Your answer must consist of every line from the data below that includes the word "Parser".

[Records from a data source]
# # # # # # #

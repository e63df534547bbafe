//! Command line arguments

use std::path::PathBuf;

use clap::{Args, Parser, Subcommand};

#[derive(Debug, Parser)]
#[command(name = "keylock", version, about = "Run commands under a lease lock held in Redis")]
pub struct Cli {
    /// Redis server URL
    #[arg(
        long,
        global = true,
        env = "KEYLOCK_REDIS_URL",
        default_value = "redis://127.0.0.1:6379"
    )]
    pub redis_url: String,

    /// Enable debug logging
    #[arg(short, long, global = true)]
    pub verbose: bool,

    #[command(subcommand)]
    pub command: Command,
}

#[derive(Debug, Subcommand)]
pub enum Command {
    /// Acquire the lock, run a command, then release the lock
    Exec(ExecArgs),
    /// Show the lease currently stored under a key
    Status(KeyArgs),
    /// Delete a lock key regardless of who holds it
    Break(KeyArgs),
}

#[derive(Debug, Args)]
pub struct KeyArgs {
    /// Lock key (ex. account:1, ...)
    #[arg(short, long)]
    pub key: String,
}

#[derive(Debug, Args)]
pub struct ExecArgs {
    /// Lock key; overrides the config file and environment
    #[arg(short, long)]
    pub key: Option<String>,

    /// Config file (toml, yaml or json)
    #[arg(short, long)]
    pub config: Option<PathBuf>,

    /// Lease duration in milliseconds
    #[arg(long)]
    pub lease_ms: Option<u64>,

    /// Acquire timeout in milliseconds
    #[arg(long)]
    pub timeout_ms: Option<u64>,

    /// Poll interval in milliseconds
    #[arg(long)]
    pub poll_ms: Option<u64>,

    /// Random extra delay per poll, in milliseconds
    #[arg(long)]
    pub jitter_ms: Option<u64>,

    /// Command to run while holding the lock
    #[arg(trailing_var_arg = true, required = true)]
    pub command: Vec<String>,
}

# # # # # # #

#### Solution to this exercise
use clap::{Args, Parser, Subcommand};
#[derive(Debug, Parser)]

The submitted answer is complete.